*** RECORDS TO PROCESS Section Begins ***
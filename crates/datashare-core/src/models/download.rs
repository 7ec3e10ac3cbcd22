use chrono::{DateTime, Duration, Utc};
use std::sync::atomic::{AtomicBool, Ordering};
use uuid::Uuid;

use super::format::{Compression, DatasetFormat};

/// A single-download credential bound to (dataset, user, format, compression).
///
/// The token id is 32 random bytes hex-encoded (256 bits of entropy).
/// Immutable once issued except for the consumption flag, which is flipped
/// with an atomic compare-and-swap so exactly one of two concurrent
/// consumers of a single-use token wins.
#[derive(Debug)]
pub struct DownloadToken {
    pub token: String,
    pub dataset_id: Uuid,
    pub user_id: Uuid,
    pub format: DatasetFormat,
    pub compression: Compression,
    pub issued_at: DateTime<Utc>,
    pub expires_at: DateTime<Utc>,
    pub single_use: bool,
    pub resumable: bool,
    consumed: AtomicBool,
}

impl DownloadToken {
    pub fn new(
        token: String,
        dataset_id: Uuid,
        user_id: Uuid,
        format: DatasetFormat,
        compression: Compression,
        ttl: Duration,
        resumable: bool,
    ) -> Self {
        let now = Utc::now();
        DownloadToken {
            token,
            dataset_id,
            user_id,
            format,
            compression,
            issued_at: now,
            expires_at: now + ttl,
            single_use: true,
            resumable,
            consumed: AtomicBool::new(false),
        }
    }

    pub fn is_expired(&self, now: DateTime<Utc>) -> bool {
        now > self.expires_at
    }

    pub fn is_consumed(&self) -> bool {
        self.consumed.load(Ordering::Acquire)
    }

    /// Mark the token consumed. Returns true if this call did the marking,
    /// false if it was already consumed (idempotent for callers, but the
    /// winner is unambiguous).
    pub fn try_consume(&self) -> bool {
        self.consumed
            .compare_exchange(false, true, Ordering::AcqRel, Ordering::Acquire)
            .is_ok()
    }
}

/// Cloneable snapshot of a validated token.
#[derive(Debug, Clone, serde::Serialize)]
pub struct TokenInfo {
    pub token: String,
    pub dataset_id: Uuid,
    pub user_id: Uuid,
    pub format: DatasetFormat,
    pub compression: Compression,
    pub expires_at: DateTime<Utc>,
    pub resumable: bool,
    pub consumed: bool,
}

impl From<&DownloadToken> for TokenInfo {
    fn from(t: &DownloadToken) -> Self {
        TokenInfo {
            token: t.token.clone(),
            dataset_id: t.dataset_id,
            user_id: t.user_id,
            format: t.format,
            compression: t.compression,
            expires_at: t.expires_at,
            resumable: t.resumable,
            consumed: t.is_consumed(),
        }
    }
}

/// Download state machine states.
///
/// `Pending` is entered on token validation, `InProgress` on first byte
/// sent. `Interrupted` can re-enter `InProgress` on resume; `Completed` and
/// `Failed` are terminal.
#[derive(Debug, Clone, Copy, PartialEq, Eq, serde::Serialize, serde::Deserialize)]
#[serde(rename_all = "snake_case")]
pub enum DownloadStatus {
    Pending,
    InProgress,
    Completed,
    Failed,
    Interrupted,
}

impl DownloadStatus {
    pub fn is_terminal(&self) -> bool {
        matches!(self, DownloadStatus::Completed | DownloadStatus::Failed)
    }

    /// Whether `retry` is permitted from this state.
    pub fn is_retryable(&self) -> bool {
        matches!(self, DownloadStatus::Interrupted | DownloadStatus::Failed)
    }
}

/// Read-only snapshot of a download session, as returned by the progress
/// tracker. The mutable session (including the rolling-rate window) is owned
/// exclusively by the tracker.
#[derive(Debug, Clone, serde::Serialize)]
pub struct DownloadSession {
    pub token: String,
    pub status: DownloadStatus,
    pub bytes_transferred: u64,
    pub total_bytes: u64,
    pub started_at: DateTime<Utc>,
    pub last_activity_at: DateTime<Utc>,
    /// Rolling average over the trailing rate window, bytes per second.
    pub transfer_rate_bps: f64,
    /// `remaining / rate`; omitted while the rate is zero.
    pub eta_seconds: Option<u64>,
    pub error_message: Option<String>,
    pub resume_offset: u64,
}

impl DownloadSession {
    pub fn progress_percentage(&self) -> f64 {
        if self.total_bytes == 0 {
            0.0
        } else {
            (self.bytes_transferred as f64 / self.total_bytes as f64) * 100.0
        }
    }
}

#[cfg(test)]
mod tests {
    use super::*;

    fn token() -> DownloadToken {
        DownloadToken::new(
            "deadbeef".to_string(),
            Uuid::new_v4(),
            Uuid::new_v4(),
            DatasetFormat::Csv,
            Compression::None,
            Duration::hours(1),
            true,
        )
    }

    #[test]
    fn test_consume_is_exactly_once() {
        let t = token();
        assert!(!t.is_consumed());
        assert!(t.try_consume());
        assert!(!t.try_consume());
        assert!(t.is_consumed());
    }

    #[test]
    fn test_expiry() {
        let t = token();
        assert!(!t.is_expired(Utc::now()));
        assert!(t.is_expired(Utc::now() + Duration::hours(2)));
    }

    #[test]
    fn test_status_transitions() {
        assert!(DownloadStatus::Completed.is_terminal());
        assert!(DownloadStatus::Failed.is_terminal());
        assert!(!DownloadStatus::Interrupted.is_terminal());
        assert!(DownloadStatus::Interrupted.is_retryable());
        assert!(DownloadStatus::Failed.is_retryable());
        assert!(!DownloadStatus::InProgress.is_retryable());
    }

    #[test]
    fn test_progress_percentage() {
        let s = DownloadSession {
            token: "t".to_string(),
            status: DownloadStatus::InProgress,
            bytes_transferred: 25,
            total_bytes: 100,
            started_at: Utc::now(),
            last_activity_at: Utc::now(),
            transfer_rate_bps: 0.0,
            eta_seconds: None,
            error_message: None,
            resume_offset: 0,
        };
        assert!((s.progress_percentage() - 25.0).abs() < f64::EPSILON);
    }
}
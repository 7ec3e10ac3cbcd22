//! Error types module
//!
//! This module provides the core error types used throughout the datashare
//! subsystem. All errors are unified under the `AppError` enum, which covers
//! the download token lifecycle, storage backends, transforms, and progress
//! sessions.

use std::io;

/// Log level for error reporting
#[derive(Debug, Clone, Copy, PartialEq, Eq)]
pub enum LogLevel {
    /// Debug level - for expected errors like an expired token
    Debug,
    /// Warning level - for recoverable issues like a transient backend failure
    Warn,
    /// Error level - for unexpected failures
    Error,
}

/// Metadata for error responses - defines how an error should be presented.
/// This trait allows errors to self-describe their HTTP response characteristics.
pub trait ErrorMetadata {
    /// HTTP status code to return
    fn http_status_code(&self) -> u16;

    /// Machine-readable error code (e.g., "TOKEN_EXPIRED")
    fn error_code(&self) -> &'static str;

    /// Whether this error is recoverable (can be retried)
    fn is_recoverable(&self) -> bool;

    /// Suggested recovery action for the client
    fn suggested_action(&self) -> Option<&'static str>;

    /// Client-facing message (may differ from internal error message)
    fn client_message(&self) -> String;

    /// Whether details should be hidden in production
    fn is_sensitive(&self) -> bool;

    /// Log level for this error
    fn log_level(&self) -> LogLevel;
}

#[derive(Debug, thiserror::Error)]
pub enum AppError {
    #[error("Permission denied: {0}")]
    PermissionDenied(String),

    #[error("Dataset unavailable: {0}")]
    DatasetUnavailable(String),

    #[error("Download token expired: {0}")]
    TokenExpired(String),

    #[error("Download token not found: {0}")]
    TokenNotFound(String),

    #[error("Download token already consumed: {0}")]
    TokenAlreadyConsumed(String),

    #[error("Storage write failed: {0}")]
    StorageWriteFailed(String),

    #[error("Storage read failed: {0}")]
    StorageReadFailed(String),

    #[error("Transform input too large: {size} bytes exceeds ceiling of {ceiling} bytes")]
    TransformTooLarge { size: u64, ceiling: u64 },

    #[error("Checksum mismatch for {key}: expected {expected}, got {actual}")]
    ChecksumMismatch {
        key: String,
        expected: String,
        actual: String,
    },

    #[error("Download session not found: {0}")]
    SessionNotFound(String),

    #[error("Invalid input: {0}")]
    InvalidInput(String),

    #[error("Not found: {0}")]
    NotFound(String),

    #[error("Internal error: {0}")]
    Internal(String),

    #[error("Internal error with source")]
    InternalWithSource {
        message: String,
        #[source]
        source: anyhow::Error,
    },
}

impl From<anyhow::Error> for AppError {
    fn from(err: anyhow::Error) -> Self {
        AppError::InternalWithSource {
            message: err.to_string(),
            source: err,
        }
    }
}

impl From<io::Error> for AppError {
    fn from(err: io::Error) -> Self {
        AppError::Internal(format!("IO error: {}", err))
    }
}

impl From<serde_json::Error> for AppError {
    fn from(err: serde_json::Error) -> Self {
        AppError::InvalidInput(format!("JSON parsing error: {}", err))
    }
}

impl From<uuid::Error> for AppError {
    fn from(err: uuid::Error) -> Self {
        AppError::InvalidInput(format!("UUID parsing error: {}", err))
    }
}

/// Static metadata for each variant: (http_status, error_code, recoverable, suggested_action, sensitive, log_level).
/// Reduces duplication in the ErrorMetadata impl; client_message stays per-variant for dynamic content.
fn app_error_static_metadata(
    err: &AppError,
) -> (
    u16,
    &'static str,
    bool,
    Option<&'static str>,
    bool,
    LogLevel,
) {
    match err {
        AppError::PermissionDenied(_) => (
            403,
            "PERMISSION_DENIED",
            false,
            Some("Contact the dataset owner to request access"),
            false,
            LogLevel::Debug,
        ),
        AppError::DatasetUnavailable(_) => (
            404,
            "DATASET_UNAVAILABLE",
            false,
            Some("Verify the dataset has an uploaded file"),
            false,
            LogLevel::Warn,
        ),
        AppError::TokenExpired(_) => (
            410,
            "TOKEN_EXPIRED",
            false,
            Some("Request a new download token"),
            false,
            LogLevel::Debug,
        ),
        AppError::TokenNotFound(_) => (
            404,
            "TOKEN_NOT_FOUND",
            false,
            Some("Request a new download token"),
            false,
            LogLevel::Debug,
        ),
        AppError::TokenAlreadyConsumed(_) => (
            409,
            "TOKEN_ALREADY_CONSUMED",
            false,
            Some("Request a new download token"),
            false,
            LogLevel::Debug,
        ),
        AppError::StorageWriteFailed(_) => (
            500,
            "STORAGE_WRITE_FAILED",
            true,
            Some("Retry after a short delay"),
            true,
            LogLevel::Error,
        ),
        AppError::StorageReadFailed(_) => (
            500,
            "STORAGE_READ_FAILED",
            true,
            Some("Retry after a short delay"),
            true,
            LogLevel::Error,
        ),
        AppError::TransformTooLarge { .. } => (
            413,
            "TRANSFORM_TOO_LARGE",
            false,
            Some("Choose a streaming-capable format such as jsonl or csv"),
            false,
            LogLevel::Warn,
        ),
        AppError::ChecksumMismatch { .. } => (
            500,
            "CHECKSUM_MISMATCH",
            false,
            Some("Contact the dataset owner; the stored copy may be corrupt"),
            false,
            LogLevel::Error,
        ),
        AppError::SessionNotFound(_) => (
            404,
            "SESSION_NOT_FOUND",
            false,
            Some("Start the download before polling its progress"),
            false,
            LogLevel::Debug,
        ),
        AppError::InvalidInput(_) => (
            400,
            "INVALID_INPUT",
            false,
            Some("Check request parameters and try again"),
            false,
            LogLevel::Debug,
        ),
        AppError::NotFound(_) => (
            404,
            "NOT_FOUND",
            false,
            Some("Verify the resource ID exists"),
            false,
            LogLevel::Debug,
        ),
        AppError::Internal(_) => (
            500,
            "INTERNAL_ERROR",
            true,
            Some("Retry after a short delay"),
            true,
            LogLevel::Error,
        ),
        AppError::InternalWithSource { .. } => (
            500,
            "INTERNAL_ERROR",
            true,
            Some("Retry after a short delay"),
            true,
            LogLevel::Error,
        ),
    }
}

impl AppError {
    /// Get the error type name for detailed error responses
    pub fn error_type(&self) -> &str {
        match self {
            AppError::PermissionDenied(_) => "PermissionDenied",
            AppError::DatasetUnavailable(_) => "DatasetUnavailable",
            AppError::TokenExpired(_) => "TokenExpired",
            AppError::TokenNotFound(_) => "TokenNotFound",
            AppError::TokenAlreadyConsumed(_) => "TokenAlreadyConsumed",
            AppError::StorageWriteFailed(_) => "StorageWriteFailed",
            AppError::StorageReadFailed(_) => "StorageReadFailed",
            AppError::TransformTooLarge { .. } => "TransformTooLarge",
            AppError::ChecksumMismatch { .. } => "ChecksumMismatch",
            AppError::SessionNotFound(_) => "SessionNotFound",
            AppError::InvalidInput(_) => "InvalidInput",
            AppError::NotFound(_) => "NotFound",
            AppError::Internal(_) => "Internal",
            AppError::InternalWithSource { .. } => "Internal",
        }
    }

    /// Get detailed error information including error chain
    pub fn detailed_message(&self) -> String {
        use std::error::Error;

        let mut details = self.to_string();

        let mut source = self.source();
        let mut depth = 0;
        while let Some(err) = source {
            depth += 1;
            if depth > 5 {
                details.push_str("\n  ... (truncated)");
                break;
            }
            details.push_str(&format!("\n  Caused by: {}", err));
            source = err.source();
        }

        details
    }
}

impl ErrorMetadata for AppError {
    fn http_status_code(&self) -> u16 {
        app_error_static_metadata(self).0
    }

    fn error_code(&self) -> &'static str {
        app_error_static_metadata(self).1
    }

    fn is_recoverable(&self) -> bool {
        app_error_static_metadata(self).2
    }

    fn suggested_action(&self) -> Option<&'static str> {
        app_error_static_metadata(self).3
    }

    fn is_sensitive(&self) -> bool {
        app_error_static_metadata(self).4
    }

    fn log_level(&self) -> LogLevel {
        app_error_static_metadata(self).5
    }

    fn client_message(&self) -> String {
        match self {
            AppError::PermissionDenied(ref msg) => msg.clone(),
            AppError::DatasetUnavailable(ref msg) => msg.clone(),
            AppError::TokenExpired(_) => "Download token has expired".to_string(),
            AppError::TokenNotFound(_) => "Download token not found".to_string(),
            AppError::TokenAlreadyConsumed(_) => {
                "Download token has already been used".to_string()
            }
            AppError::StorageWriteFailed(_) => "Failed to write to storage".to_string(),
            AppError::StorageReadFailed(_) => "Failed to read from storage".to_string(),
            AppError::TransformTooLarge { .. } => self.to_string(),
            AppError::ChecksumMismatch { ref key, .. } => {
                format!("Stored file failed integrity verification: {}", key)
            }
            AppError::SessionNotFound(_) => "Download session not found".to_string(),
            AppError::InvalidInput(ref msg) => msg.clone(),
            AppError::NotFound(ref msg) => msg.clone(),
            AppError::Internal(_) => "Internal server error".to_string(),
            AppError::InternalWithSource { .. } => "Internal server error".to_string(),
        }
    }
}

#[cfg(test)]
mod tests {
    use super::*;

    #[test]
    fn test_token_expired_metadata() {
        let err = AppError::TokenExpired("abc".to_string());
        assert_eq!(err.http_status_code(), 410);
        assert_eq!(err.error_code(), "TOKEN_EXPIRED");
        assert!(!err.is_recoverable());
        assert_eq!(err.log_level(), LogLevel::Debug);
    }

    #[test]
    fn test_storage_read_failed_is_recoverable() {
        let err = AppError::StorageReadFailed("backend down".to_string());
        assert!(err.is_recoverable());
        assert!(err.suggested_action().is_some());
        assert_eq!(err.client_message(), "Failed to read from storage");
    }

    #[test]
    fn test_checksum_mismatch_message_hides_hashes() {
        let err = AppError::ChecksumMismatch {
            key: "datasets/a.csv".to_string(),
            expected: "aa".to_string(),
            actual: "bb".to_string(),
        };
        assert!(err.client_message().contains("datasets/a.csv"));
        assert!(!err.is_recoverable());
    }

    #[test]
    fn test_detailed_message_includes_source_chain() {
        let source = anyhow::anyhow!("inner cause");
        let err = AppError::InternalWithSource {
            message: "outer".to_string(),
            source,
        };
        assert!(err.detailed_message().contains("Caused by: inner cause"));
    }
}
*** RECORDS TO PROCESS Section Ends ***
* DIRECTIONS *
Reproduce exactly, please, only the lines from the start of the data above to the line that contains "callers, but the", with both ends kept.

* YOUR RESPONSE *
filename crates/datashare-core/src/models/download.rs
repository 7ec3e10ac3cbcd22
use chrono::{DateTime, Duration, Utc};
use std::sync::atomic::{AtomicBool, Ordering};
use uuid::Uuid;

use super::format::{Compression, DatasetFormat};

/// A single-download credential bound to (dataset, user, format, compression).
///
/// The token id is 32 random bytes hex-encoded (256 bits of entropy).
/// Immutable once issued except for the consumption flag, which is flipped
/// with an atomic compare-and-swap so exactly one of two concurrent
/// consumers of a single-use token wins.
#[derive(Debug)]
pub struct DownloadToken {
    pub token: String,
    pub dataset_id: Uuid,
    pub user_id: Uuid,
    pub format: DatasetFormat,
    pub compression: Compression,
    pub issued_at: DateTime<Utc>,
    pub expires_at: DateTime<Utc>,
    pub single_use: bool,
    pub resumable: bool,
    consumed: AtomicBool,
}

impl DownloadToken {
    pub fn new(
        token: String,
        dataset_id: Uuid,
        user_id: Uuid,
        format: DatasetFormat,
        compression: Compression,
        ttl: Duration,
        resumable: bool,
    ) -> Self {
        let now = Utc::now();
        DownloadToken {
            token,
            dataset_id,
            user_id,
            format,
            compression,
            issued_at: now,
            expires_at: now + ttl,
            single_use: true,
            resumable,
            consumed: AtomicBool::new(false),
        }
    }

    pub fn is_expired(&self, now: DateTime<Utc>) -> bool {
        now > self.expires_at
    }

    pub fn is_consumed(&self) -> bool {
        self.consumed.load(Ordering::Acquire)
    }

    /// Mark the token consumed. Returns true if this call did the marking,
    /// false if it was already consumed (idempotent for callers, but the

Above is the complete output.